### Input for this task
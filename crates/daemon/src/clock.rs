//! Time and filesystem-stat sources for the state core.
//!
//! Both are injected seams so tests can drive time and file sizes
//! deterministically; production wires in the system-backed variants.

use std::collections::HashMap;
use std::path::{Path, PathBuf};
use std::sync::Mutex;
use std::time::{SystemTime, UNIX_EPOCH};
use thiserror::Error;

/// Wall-clock source in whole epoch seconds.
pub trait Clock: Send + Sync {
    /// Current wall time as seconds since the Unix epoch.
    fn now(&self) -> i64;
}

/// System wall clock.
#[derive(Debug, Default)]
pub struct SystemClock;

impl Clock for SystemClock {
    fn now(&self) -> i64 {
        SystemTime::now()
            .duration_since(UNIX_EPOCH)
            .map(|d| d.as_secs() as i64)
            .unwrap_or(0)
    }
}

/// Manually advanced clock for deterministic tests.
#[derive(Debug)]
pub struct FakeClock {
    now: Mutex<i64>,
}

impl FakeClock {
    pub fn new(start: i64) -> Self {
        Self {
            now: Mutex::new(start),
        }
    }

    /// Move time forward by `secs`.
    pub fn advance(&self, secs: i64) {
        *self.now.lock().unwrap() += secs;
    }

    /// Jump to an absolute time.
    pub fn set(&self, now: i64) {
        *self.now.lock().unwrap() = now;
    }
}

impl Clock for FakeClock {
    fn now(&self) -> i64 {
        *self.now.lock().unwrap()
    }
}

/// Size and mtime of a file as observed by a stat call.
#[derive(Debug, Clone, Copy, PartialEq, Eq)]
pub struct FileStat {
    pub size_bytes: u64,
    pub mtime: i64,
}

/// Error from a stat call. `NotFound` is a definitive answer (the path is
/// gone), everything else is transient.
#[derive(Debug, Error)]
pub enum StatError {
    #[error("file not found")]
    NotFound,
    #[error("stat failed: {0}")]
    Io(String),
}

/// Filesystem stat indirection so the planner's size sampling can be faked.
pub trait StatSource: Send + Sync {
    fn stat(&self, path: &Path) -> Result<FileStat, StatError>;

    fn exists(&self, path: &Path) -> bool {
        self.stat(path).is_ok()
    }
}

/// Real filesystem stats.
#[derive(Debug, Default)]
pub struct SystemStatSource;

impl StatSource for SystemStatSource {
    fn stat(&self, path: &Path) -> Result<FileStat, StatError> {
        match std::fs::metadata(path) {
            Ok(meta) => {
                let mtime = meta
                    .modified()
                    .ok()
                    .and_then(|t| t.duration_since(UNIX_EPOCH).ok())
                    .map(|d| d.as_secs() as i64)
                    .unwrap_or(0);
                Ok(FileStat {
                    size_bytes: meta.len(),
                    mtime,
                })
            }
            Err(e) if e.kind() == std::io::ErrorKind::NotFound => Err(StatError::NotFound),
            Err(e) => Err(StatError::Io(e.to_string())),
        }
    }
}

/// In-memory stat table for tests. Absent paths report `NotFound`.
#[derive(Debug, Default)]
pub struct FakeStatSource {
    files: Mutex<HashMap<PathBuf, FileStat>>,
}

impl FakeStatSource {
    pub fn new() -> Self {
        Self::default()
    }

    pub fn set(&self, path: &Path, size_bytes: u64, mtime: i64) {
        self.files
            .lock()
            .unwrap()
            .insert(path.to_path_buf(), FileStat { size_bytes, mtime });
    }

    pub fn remove(&self, path: &Path) {
        self.files.lock().unwrap().remove(path);
    }
}

impl StatSource for FakeStatSource {
    fn stat(&self, path: &Path) -> Result<FileStat, StatError> {
        self.files
            .lock()
            .unwrap()
            .get(path)
            .copied()
            .ok_or(StatError::NotFound)
    }
}

#[cfg(test)]
mod tests {
    use super::*;

    #[test]
    fn test_system_clock_is_reasonable() {
        let clock = SystemClock;
        // After 2020-01-01, before 2100-01-01
        let now = clock.now();
        assert!(now > 1_577_836_800);
        assert!(now < 4_102_444_800);
    }

    #[test]
    fn test_fake_clock_advances() {
        let clock = FakeClock::new(100);
        assert_eq!(clock.now(), 100);
        clock.advance(30);
        assert_eq!(clock.now(), 130);
        clock.set(1000);
        assert_eq!(clock.now(), 1000);
    }

    #[test]
    fn test_fake_stat_source_round_trip() {
        let stats = FakeStatSource::new();
        let path = Path::new("/media/a.mkv");

        assert!(matches!(stats.stat(path), Err(StatError::NotFound)));
        assert!(!stats.exists(path));

        stats.set(path, 1000, 42);
        let s = stats.stat(path).unwrap();
        assert_eq!(s.size_bytes, 1000);
        assert_eq!(s.mtime, 42);
        assert!(stats.exists(path));

        stats.remove(path);
        assert!(!stats.exists(path));
    }

    #[test]
    fn test_system_stat_source_missing_file() {
        let src = SystemStatSource;
        let err = src
            .stat(Path::new("/nonexistent/definitely/missing.mkv"))
            .unwrap_err();
        assert!(matches!(err, StatError::NotFound));
    }
}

### Task statement
Looking at the records above, return exactly the lines from the line with "use super::*;" to the line with "assert!(now > 1_577_836_800);", both ends included.

### Your response
    use super::*;

    #[test]
    fn test_system_clock_is_reasonable() {
        let clock = SystemClock;
        // After 2020-01-01, before 2100-01-01
        let now = clock.now();
        assert!(now > 1_577_836_800);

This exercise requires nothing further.